PROVIDED ENTRIES:

════════

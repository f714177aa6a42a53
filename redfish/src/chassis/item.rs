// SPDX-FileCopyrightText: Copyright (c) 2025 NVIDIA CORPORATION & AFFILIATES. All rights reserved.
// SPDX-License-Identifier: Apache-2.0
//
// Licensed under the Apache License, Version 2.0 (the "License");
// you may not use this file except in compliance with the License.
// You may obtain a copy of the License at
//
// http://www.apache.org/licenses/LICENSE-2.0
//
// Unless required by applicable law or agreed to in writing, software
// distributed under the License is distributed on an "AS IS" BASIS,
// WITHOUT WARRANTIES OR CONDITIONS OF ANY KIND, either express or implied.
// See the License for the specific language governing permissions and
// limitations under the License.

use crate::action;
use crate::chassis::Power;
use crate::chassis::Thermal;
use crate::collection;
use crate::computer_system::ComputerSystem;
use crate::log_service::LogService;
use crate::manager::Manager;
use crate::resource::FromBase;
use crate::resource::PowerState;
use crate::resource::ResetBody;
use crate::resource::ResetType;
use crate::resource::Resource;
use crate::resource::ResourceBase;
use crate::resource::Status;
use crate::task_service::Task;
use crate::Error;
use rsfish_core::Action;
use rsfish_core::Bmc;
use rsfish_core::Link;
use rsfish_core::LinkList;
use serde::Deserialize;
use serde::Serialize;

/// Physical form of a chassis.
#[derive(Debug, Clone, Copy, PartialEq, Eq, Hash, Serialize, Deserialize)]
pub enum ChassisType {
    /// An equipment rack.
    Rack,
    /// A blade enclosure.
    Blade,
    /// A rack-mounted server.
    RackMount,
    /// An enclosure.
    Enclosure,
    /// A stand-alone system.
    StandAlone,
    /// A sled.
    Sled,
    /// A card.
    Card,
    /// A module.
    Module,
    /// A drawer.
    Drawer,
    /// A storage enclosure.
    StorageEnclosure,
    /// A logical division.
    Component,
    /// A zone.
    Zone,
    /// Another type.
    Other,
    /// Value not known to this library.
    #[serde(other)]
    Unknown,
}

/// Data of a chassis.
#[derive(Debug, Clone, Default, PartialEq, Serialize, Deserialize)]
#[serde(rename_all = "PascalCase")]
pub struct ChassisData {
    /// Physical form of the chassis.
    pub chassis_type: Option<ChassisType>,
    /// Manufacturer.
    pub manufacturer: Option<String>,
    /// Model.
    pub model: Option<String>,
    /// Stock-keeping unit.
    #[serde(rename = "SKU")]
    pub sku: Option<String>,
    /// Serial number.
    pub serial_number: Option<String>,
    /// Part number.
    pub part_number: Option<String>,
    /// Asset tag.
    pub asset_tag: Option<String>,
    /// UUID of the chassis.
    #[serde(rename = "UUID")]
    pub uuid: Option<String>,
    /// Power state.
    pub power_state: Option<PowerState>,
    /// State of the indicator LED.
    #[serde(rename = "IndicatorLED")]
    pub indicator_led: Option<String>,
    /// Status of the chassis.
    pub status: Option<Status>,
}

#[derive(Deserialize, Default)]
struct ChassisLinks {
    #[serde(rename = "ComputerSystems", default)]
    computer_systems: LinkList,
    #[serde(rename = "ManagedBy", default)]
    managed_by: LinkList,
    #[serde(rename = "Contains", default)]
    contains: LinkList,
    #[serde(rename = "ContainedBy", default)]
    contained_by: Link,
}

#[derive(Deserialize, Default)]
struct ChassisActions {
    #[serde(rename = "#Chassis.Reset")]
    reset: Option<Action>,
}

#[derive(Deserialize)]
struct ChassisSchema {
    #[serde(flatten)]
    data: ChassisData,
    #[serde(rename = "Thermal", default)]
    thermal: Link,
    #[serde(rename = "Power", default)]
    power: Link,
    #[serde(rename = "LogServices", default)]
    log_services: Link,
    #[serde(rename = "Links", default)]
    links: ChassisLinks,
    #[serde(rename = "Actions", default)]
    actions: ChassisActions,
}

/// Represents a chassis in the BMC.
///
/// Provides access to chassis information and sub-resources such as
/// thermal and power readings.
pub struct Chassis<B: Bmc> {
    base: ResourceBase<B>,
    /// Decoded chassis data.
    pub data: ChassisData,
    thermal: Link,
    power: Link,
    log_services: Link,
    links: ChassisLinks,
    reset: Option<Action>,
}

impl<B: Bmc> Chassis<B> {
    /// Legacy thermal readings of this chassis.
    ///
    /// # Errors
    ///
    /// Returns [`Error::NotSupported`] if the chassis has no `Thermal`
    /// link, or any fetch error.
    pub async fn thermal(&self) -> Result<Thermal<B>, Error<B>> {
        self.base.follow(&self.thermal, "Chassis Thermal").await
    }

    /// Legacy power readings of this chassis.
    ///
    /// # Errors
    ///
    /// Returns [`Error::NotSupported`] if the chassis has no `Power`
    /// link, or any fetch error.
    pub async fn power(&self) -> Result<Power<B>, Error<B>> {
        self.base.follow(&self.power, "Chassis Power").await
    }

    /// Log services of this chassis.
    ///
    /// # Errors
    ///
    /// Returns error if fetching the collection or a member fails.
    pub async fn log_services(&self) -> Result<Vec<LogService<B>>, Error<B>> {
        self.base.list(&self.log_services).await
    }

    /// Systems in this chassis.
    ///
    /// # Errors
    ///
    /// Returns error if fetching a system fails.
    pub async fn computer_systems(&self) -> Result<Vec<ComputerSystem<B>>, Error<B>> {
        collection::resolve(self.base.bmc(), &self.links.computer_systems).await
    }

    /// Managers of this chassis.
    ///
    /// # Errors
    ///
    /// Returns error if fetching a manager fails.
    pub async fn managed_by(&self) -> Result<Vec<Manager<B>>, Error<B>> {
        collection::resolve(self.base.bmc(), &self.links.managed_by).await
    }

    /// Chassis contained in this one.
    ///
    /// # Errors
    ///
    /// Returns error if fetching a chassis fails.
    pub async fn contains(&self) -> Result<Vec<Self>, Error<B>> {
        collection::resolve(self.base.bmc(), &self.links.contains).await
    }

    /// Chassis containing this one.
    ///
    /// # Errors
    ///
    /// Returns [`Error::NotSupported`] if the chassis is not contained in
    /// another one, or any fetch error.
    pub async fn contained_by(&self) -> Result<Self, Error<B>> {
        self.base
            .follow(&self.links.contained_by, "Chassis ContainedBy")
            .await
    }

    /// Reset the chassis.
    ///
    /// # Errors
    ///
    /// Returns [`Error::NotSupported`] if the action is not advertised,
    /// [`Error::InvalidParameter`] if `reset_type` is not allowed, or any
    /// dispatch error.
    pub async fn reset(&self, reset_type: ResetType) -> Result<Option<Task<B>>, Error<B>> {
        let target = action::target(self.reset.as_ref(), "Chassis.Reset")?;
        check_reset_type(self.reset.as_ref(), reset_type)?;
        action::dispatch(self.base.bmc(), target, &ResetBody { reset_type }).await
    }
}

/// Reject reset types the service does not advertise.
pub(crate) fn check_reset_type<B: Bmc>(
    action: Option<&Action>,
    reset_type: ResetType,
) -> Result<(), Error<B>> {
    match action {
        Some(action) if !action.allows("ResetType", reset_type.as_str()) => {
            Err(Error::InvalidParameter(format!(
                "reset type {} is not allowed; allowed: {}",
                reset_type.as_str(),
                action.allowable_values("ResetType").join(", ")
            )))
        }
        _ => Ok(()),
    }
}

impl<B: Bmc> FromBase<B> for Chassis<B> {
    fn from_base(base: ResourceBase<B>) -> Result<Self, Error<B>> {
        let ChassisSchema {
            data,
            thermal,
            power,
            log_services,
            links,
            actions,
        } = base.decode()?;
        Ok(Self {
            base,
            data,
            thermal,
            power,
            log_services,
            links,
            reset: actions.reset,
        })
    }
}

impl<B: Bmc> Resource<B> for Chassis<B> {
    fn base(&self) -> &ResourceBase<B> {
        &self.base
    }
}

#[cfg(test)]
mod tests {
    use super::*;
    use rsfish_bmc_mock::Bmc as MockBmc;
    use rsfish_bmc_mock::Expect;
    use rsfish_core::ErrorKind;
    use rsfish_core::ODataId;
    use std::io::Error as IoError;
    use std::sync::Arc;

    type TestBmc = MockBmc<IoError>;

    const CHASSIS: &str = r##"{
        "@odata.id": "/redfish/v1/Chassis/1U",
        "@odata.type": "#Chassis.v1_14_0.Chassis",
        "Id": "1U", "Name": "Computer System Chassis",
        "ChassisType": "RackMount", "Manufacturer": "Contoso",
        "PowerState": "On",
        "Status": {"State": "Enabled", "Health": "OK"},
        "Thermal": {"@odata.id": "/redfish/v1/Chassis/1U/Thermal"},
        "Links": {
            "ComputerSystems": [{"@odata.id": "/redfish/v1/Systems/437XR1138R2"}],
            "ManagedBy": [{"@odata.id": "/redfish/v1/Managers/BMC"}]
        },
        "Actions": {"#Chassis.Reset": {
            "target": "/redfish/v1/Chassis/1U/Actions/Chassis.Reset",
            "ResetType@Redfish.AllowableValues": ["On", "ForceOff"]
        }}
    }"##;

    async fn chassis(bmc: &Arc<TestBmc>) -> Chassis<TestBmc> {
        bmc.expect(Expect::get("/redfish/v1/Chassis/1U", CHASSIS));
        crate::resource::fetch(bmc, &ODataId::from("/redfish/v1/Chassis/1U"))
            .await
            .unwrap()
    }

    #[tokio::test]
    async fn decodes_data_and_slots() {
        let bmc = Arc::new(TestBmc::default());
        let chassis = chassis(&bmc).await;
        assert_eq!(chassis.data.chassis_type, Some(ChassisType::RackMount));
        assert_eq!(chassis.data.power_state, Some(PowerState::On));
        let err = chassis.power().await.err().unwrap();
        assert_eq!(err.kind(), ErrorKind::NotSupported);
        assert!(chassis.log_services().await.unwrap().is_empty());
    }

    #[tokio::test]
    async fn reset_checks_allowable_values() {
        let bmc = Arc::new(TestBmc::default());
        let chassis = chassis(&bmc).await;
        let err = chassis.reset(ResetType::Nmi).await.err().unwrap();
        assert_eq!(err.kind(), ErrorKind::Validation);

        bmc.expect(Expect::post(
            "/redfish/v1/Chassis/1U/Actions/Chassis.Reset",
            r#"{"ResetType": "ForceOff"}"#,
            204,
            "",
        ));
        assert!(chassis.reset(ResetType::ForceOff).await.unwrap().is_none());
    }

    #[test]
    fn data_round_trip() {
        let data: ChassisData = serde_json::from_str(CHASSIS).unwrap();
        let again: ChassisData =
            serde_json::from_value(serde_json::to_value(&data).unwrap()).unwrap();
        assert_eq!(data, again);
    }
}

════════

PROBLEM TO WORK ON:
Some lines in the data above hold the string "TestBmc". Find and copy each of them.

FINISHED EXERCISE:
    type TestBmc = MockBmc<IoError>;
    async fn chassis(bmc: &Arc<TestBmc>) -> Chassis<TestBmc> {
        let bmc = Arc::new(TestBmc::default());
        let bmc = Arc::new(TestBmc::default());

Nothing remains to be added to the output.